Senhor Presidente, o que queremos é que o Senhor converse com a gente. Falar que ficou “triste” com a derrota não irá criar esse canal. O Senhor é incapaz de apontar a mais remota fissura, a mais desprezível anomalia, o mais milimétrico problema em público, Senhor Presidente. Nem ao menos de forma abstrata. Quando o Senhor fala que “está tudo bem”, “não vamos mudar nada”, a mensagem transmitida é a de conformismo. De resignação. De postura bovina. E creia, Senhor Presidente, esse recado tem um efeito muito mais poderoso da porta pra dentro. Porque aqui fora muitos vão gritar, espernear, vociferar, desprezá-lo, mas lá na frente esquecem ou acham outro assunto para se distrair. No entanto, da porta pra dentro esse recado é assimilado. Porque ali não é o Senhor que está falando. É o Flamengo. É o Flamengo que avisa que “está tudo certo”.

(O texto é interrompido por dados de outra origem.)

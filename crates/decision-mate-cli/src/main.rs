mod commands;
mod input;
mod logging;
mod output;

use clap::{ArgAction, Parser, Subcommand, ValueEnum};
use colored::Colorize;
use std::path::PathBuf;
use std::process;

use commands::business::{EvaluateArgs, SensitivityArgs};
use commands::history::{HistoryArgs, SaveArgs};
use commands::personal::PersonalArgs;

/// Compare two options with structured scoring and business-case metrics
#[derive(Parser)]
#[command(
    name = "dmate",
    version,
    about = "Compare personal and business decisions",
    long_about = "Scores two personal options side by side, or appraises a business case \
                  (CAPEX, OPEX, NPV, IRR, payback, ROI) with a tornado sensitivity, \
                  and keeps a per-user history of saved decisions."
)]
struct Cli {
    #[command(subcommand)]
    command: Commands,

    /// Output format
    #[arg(long, default_value = "json", global = true)]
    output: OutputFormat,

    /// JSON file holding every user's saved decisions
    #[arg(
        long,
        env = "DECISION_MATE_HISTORY",
        default_value = "history.json",
        global = true
    )]
    history_file: PathBuf,

    /// Raise log verbosity (-v info, -vv debug). RUST_LOG takes precedence.
    #[arg(short, long, action = ArgAction::Count, global = true)]
    verbose: u8,
}

#[derive(Subcommand)]
enum Commands {
    /// Appraise a business case: NPV, IRR, payback, ROI and tornado
    Evaluate(EvaluateArgs),
    /// One-at-a-time tornado sensitivity of NPV
    Sensitivity(SensitivityArgs),
    /// Score two personal options against shared criteria
    Personal(PersonalArgs),
    /// Evaluate a decision and append it to the user's history
    Save(SaveArgs),
    /// List a user's saved decisions, newest first
    History(HistoryArgs),
    /// Print version information
    Version,
}

#[derive(Debug, Clone, ValueEnum)]
pub enum OutputFormat {
    Json,
    Table,
    Csv,
    Minimal,
}

fn main() {
    let cli = Cli::parse();
    logging::init(cli.verbose);

    let result: Result<serde_json::Value, Box<dyn std::error::Error>> = match cli.command {
        Commands::Evaluate(args) => commands::business::run_evaluate(args),
        Commands::Sensitivity(args) => commands::business::run_sensitivity(args),
        Commands::Personal(args) => commands::personal::run_personal(args),
        Commands::Save(args) => commands::history::run_save(args, &cli.history_file),
        Commands::History(args) => commands::history::run_history(args, &cli.history_file),
        Commands::Version => {
            println!("dmate {}", env!("CARGO_PKG_VERSION"));
            return;
        }
    };

    match result {
        Ok(value) => {
            output::format_output(&cli.output, &value);
            process::exit(0);
        }
        Err(e) => {
            tracing::debug!(error = %e, "command failed");
            eprintln!("{}: {}", "error".red().bold(), e);
            process::exit(1);
        }
    }
}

E aí aparece a barriga do Arão, a pança do Vizeu, a marra ressentida do Márcio Araújo...

Senhor Presidente, o momento pede ação, não palavras carinhosas. Contrate. Demita. AJA. Anuncie em público que não está satisfeito. Critique o time. Nem precisa colocar o dedo na cara, use mensagens cifradas, entrelinhas. Mas demonstre incômodo. Reconheça falhas. E, pelo amor das divindades, PARE de distribuir afagos, elogios e palavras divorciadas da realidade. Liberte-se das amarras da mediocridade e do pensamento pequeno.

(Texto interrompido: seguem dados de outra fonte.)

use std::collections::BTreeMap;
use std::fs;
use std::path::{Path, PathBuf};

use super::{check_user, DecisionHistory, DecisionRecord};
use crate::error::DecisionError;
use crate::DecisionResult;

type HistoryFile = BTreeMap<String, Vec<DecisionRecord>>;

/// History kept in one pretty-printed JSON object: `{ "<user>": [records] }`.
///
/// A missing file is an empty history. A malformed file lists as empty, but
/// appending to it fails rather than overwriting what is there. A file that
/// cannot be read at all is a storage error either way.
#[derive(Debug, Clone)]
pub struct JsonFileHistory {
    path: PathBuf,
}

impl JsonFileHistory {
    pub fn new(path: impl Into<PathBuf>) -> Self {
        JsonFileHistory { path: path.into() }
    }

    pub fn path(&self) -> &Path {
        &self.path
    }

    /// Raw file contents; `None` when there is no history yet.
    fn read(&self) -> DecisionResult<Option<String>> {
        if !self.path.exists() {
            return Ok(None);
        }
        let contents = fs::read_to_string(&self.path).map_err(|e| {
            DecisionError::Storage(format!("Cannot read '{}': {e}", self.path.display()))
        })?;
        Ok(Some(contents).filter(|c| !c.trim().is_empty()))
    }

    fn parse(&self, contents: &str) -> DecisionResult<HistoryFile> {
        serde_json::from_str(contents).map_err(|e| {
            DecisionError::Storage(format!(
                "History file '{}' is not a user → records object: {e}",
                self.path.display()
            ))
        })
    }

    fn load(&self) -> DecisionResult<HistoryFile> {
        match self.read()? {
            Some(contents) => self.parse(&contents),
            None => Ok(HistoryFile::new()),
        }
    }

    fn save(&self, data: &HistoryFile) -> DecisionResult<()> {
        if let Some(parent) = self.path.parent() {
            if !parent.as_os_str().is_empty() && !parent.exists() {
                fs::create_dir_all(parent)?;
            }
        }
        let json = serde_json::to_string_pretty(data)?;
        let tmp = self.path.with_extension("json.tmp");
        fs::write(&tmp, json)?;
        fs::rename(&tmp, &self.path)?;
        Ok(())
    }
}

impl DecisionHistory for JsonFileHistory {
    fn append(&mut self, user: &str, record: DecisionRecord) -> DecisionResult<()> {
        let user = check_user(user)?;
        let mut data = self.load()?;
        data.entry(user.to_string()).or_default().push(record);
        self.save(&data)?;
        tracing::info!(user, path = %self.path.display(), "decision saved");
        Ok(())
    }

    fn list(&self, user: &str) -> DecisionResult<Vec<DecisionRecord>> {
        let user = check_user(user)?;
        let Some(contents) = self.read()? else {
            return Ok(Vec::new());
        };
        match self.parse(&contents) {
            Ok(mut data) => Ok(data.remove(user).unwrap_or_default()),
            Err(e) => {
                tracing::warn!(error = %e, "ignoring malformed history file");
                Ok(Vec::new())
            }
        }
    }
}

Represente-nos, Senhor Presidente.

Senhor Presidente, o Senhor não governa apenas para seus correligionários. A torcida do Flamengo não se resume a alguns milhares de Sócios-Torcedores. Não adianta falar em “meia-dúzia” de protestos (aliás, discurso pronto dos dirigentes “das antigas”). Não faz sentido praguejar contra as “faixinhas profissionais”. E se realmente houve viés político dos oportunistas e cassandras de sempre? Qual o problema? Um dirigente não pode se meter em briga de rua com o primeiro detrator. O Senhor está despido da sua condição de pessoa física, Senhor Presidente. No exercício do cargo, o Senhor representa o CR Flamengo. O CR Flamengo não sai na mão com sua torcida. Protestos, políticos ou não, fazem parte da história do clube. Um elenco caro e montado para disputar o título brasileiro e, ao cabo de seis jogos, aparece nas franjas da Zona de Rebaixamento. E o Senhor quer aplausos, Senhor Presidente? Em qual tipo de realidade paralela sua entourage o imergiu, Senhor Presidente?

O Senhor gosta de aludir à sua condição de torcedor. Costuma escalar times campeões de outros tempos, lembra-se de momentos da nossa história, e coisa e tal. Eu lhe pergunto, Senhor Presidente. Estivesse o Senhor desatado de sua condição de dirigente, estivesse o Senhor frequentando as arquibancadas e vendo a equipe desfilar esse futebol indigente, apático, burocrático e incompatível com o nível do elenco de que dispõe, o Senhor estaria batendo palmas, Senhor Presidente? Sendo “compreensivo”? Ou estaria xingando alguém? Quem seria seu alvo, Senhor Presidente?

Encerro com uma constatação algo óbvia. Suas reações recentes desvairadas, sua agressividade, seu viés emotivo para descarregar algumas respostas desnecessariamente atravessadas, seu ímpeto em se reconhecer incapaz de assumir erros, tudo isso somente traz uma conclusão
bastante clara.

Não foi “só mais uma derrota”.

Sem mais, Senhor Presidente.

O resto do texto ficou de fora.